> Task objective:
Look through the data below. Pick out the lines holding the string "ChallengeStep".
◇ ◇ ◇ ◇ ◇
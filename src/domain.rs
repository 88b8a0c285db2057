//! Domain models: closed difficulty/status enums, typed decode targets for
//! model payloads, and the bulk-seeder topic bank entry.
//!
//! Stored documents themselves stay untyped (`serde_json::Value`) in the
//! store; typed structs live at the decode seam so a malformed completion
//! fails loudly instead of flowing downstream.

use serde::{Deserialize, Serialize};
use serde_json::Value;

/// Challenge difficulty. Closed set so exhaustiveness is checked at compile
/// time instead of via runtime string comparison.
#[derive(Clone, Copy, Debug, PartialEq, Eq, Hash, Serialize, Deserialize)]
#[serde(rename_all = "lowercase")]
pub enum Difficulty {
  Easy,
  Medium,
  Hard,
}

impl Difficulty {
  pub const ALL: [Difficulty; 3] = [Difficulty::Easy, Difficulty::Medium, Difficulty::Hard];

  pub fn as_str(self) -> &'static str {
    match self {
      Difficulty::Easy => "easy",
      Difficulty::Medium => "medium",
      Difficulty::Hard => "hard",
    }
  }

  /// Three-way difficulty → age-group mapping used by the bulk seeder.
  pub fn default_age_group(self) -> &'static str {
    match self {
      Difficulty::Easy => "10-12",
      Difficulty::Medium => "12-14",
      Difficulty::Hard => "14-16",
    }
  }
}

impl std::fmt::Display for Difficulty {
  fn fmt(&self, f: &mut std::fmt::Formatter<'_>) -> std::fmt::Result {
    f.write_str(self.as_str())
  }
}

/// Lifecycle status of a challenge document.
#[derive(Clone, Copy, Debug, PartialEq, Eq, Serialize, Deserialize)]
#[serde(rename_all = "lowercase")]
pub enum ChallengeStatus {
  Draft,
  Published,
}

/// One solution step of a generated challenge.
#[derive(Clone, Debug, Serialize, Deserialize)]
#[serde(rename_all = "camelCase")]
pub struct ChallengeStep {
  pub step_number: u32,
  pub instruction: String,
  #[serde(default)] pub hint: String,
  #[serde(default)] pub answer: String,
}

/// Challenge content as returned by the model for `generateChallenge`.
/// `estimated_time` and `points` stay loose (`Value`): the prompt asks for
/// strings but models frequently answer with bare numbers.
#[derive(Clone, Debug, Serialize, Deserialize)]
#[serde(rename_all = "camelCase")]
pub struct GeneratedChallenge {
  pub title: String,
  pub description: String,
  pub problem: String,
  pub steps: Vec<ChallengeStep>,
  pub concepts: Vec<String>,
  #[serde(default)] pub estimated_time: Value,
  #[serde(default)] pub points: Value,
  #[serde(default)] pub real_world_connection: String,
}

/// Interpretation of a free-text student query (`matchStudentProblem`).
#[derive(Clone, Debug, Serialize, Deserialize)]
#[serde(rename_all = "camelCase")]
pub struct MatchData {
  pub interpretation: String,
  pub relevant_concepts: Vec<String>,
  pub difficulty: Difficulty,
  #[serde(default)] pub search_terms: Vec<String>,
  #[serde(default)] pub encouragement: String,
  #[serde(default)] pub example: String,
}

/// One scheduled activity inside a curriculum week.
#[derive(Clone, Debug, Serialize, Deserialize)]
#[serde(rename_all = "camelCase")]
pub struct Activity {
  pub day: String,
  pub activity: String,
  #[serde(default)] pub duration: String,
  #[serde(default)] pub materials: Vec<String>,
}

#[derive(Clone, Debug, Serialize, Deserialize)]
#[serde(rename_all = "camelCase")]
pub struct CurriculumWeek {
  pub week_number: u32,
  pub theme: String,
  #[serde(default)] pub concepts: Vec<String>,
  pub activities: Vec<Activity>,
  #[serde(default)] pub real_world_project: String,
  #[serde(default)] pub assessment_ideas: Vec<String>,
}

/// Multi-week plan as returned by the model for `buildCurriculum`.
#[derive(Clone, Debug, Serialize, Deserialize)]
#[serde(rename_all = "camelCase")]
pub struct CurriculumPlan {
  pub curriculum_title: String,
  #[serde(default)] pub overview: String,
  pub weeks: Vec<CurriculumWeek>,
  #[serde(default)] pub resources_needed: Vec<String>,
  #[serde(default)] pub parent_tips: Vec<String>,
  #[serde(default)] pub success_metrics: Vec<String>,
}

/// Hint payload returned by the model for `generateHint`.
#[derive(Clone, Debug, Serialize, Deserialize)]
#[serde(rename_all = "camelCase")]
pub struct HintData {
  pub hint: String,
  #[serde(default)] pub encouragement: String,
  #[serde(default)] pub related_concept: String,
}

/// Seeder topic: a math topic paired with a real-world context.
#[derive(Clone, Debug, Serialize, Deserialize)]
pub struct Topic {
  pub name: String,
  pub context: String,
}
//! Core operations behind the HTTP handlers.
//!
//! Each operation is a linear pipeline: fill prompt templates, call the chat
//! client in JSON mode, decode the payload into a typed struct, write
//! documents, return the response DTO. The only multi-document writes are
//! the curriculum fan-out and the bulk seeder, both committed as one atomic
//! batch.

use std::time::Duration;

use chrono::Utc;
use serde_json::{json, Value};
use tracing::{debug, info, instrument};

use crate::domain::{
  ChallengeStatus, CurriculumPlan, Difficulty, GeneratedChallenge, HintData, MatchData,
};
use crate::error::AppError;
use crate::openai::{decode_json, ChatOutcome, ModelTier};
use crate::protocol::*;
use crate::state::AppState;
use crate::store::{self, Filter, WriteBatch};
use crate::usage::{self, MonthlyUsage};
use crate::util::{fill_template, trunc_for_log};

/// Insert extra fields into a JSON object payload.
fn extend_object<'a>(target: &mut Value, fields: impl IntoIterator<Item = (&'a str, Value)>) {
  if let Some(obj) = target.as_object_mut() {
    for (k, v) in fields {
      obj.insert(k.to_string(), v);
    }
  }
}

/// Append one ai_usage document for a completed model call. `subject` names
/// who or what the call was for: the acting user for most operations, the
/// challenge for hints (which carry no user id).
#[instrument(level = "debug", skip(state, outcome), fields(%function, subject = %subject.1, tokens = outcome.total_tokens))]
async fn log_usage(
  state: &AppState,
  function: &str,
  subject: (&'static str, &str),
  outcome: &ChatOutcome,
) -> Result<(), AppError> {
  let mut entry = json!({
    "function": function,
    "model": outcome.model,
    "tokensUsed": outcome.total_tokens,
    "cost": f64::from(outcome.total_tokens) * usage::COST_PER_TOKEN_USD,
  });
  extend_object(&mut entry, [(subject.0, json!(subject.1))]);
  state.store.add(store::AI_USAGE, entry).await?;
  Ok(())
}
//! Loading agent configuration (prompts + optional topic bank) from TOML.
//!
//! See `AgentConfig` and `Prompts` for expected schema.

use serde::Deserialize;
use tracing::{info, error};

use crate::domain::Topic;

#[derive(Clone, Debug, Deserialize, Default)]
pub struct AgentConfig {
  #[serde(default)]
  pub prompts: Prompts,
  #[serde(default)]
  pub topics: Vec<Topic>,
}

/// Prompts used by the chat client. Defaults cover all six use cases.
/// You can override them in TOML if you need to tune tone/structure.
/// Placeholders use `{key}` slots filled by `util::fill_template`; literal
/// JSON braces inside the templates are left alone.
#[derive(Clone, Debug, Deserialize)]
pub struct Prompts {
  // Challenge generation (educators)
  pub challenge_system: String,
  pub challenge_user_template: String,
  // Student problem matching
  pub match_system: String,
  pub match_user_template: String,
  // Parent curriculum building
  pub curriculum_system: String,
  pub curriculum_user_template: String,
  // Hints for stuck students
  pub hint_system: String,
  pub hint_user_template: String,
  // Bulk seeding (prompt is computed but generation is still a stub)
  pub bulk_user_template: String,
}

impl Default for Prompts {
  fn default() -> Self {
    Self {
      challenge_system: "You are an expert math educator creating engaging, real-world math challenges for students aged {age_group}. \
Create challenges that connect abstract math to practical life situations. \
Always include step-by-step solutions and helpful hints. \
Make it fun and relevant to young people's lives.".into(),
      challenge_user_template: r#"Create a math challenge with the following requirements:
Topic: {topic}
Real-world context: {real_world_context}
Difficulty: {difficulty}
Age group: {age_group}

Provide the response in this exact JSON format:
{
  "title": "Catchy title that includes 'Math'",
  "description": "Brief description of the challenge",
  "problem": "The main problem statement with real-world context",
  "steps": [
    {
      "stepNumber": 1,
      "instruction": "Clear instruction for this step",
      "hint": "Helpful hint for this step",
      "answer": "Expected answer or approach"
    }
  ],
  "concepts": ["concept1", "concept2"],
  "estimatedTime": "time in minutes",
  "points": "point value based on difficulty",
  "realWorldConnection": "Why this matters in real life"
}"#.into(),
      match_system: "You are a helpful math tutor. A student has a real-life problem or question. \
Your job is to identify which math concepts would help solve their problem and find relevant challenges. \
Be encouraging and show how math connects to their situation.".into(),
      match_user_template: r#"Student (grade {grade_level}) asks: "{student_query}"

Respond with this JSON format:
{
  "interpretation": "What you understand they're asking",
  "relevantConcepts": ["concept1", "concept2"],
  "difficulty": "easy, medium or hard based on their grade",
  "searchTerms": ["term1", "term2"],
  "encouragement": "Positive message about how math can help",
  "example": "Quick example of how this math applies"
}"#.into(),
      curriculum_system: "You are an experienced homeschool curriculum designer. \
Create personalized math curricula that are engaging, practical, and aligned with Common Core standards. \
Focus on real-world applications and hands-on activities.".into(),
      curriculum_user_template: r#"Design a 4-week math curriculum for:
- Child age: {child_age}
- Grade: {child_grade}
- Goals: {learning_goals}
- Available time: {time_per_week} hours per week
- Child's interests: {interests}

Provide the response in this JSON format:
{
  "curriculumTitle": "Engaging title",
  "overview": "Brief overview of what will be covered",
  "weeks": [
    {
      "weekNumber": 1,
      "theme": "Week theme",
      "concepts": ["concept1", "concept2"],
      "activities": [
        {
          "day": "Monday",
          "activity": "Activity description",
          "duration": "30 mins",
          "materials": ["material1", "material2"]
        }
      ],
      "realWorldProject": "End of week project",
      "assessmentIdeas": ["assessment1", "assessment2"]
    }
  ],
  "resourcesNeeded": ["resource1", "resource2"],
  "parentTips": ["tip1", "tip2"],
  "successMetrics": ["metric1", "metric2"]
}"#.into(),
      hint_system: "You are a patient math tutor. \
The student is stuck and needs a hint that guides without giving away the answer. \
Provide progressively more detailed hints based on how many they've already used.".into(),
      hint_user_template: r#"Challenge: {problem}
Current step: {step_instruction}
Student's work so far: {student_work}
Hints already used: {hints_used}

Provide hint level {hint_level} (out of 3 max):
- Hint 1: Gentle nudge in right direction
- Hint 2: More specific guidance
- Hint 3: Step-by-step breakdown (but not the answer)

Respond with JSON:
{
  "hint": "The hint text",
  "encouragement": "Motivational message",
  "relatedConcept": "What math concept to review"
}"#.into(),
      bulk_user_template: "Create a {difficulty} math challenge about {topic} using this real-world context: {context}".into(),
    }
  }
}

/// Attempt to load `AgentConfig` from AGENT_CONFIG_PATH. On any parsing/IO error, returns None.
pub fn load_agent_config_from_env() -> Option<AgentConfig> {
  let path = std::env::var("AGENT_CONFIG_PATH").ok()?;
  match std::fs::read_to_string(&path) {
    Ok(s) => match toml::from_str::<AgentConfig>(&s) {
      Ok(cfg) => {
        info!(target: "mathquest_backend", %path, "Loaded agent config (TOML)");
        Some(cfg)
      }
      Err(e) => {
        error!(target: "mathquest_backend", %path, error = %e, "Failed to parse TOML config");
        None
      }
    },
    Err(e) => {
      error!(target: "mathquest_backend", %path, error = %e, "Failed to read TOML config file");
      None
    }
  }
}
◇ ◇ ◇ ◇ ◇
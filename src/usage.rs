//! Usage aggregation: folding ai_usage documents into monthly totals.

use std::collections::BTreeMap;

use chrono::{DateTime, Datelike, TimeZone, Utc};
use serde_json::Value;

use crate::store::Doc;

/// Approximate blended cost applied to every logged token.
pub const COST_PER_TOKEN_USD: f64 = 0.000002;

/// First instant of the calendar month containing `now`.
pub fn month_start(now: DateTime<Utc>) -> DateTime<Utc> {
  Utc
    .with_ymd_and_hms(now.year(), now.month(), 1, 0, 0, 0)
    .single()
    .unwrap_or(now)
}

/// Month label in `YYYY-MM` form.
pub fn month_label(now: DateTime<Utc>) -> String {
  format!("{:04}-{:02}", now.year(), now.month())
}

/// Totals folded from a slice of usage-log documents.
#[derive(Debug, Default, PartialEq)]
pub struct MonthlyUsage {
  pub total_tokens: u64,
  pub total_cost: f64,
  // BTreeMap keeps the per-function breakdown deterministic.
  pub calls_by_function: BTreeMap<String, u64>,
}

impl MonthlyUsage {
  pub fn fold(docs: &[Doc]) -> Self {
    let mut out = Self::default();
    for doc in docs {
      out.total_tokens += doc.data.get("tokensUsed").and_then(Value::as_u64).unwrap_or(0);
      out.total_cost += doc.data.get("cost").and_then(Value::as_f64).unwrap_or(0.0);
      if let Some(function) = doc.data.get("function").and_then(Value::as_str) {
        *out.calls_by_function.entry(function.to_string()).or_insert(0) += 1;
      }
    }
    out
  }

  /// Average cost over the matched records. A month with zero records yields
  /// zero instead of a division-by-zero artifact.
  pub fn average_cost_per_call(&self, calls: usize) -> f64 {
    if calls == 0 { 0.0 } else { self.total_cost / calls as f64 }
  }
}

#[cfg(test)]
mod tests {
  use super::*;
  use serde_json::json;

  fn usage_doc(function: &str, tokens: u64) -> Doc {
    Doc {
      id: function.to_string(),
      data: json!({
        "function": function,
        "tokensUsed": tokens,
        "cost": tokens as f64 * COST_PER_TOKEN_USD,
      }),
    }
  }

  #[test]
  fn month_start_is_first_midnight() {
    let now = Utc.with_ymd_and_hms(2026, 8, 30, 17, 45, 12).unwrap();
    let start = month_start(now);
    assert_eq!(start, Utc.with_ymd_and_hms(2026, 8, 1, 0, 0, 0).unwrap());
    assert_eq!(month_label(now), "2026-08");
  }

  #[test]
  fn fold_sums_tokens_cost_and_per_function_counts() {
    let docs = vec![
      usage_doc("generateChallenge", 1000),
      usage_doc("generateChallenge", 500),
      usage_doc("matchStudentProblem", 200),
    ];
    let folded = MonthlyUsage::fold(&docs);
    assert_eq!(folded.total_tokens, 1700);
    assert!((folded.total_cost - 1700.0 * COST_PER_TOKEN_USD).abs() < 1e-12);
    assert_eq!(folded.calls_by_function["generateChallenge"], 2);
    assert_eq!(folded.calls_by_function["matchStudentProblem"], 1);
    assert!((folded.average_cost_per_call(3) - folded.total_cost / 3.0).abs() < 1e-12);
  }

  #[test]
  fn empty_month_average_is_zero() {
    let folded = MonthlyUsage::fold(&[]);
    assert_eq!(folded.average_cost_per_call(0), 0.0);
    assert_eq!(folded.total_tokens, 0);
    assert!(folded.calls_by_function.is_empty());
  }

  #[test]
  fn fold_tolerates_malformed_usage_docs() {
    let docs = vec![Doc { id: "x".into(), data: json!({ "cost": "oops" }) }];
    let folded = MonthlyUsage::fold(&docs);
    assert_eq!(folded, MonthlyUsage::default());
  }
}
◇ ◇ ◇ ◇ ◇
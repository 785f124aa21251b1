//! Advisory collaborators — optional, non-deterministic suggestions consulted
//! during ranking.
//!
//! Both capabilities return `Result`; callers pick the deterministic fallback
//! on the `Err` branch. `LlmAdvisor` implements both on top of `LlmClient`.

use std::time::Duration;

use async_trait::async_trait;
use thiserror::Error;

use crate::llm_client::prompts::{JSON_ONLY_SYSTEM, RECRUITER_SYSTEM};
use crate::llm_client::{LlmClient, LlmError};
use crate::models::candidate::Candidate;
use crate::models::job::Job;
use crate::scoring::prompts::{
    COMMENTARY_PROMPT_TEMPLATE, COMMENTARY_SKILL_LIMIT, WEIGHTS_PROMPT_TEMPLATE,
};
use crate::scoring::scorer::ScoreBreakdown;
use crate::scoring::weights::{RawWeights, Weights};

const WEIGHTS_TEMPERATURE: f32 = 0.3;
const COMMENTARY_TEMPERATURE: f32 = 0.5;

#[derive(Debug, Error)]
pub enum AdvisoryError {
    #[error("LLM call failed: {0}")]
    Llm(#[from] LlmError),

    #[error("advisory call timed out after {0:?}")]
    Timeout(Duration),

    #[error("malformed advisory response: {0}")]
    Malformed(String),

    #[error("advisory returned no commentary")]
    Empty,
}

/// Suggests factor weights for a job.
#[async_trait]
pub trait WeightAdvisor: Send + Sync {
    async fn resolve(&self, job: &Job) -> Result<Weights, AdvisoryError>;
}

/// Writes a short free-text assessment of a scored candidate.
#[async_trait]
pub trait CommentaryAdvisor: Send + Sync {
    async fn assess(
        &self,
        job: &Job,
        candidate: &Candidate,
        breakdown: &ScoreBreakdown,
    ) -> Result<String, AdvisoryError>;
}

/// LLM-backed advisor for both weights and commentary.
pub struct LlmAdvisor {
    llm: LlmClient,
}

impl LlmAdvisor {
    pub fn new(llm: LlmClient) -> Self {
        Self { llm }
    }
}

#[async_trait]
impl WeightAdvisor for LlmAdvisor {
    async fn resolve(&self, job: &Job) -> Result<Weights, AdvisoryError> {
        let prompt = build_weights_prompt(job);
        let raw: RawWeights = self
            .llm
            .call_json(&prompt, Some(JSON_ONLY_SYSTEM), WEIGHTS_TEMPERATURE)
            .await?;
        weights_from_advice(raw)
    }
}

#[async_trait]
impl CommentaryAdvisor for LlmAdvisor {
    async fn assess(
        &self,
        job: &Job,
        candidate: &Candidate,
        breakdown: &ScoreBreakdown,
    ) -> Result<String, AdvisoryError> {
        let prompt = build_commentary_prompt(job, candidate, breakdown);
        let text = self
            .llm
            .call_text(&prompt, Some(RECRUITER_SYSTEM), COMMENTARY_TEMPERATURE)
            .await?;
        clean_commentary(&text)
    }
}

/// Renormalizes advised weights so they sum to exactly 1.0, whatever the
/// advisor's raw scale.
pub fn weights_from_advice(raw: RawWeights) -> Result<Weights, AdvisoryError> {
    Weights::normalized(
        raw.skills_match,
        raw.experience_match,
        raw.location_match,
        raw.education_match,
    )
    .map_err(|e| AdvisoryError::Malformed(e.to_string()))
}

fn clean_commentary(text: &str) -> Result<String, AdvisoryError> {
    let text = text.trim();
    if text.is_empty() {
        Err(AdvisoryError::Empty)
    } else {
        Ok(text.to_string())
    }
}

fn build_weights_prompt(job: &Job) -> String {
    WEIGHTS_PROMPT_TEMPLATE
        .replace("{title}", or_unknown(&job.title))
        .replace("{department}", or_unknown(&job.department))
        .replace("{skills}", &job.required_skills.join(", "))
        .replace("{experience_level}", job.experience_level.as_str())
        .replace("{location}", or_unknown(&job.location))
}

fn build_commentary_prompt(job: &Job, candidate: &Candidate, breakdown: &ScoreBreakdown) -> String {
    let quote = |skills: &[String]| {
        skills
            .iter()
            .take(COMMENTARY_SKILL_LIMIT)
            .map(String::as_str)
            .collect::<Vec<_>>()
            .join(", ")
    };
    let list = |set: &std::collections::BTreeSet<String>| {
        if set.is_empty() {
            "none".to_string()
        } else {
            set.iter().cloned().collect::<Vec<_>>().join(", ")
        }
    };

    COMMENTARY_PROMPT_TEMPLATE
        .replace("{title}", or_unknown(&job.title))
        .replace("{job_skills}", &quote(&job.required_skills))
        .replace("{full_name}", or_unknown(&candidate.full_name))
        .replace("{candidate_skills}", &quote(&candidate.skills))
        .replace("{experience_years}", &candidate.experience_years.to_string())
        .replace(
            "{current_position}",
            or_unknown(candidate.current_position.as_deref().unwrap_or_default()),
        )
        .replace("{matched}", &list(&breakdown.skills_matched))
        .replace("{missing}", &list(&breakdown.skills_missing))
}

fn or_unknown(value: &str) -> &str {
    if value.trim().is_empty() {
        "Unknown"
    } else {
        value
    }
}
◇ ◇ ◇ ◇ ◇
> Worked solution:
pub struct ChallengeStep {
  pub steps: Vec<ChallengeStep>,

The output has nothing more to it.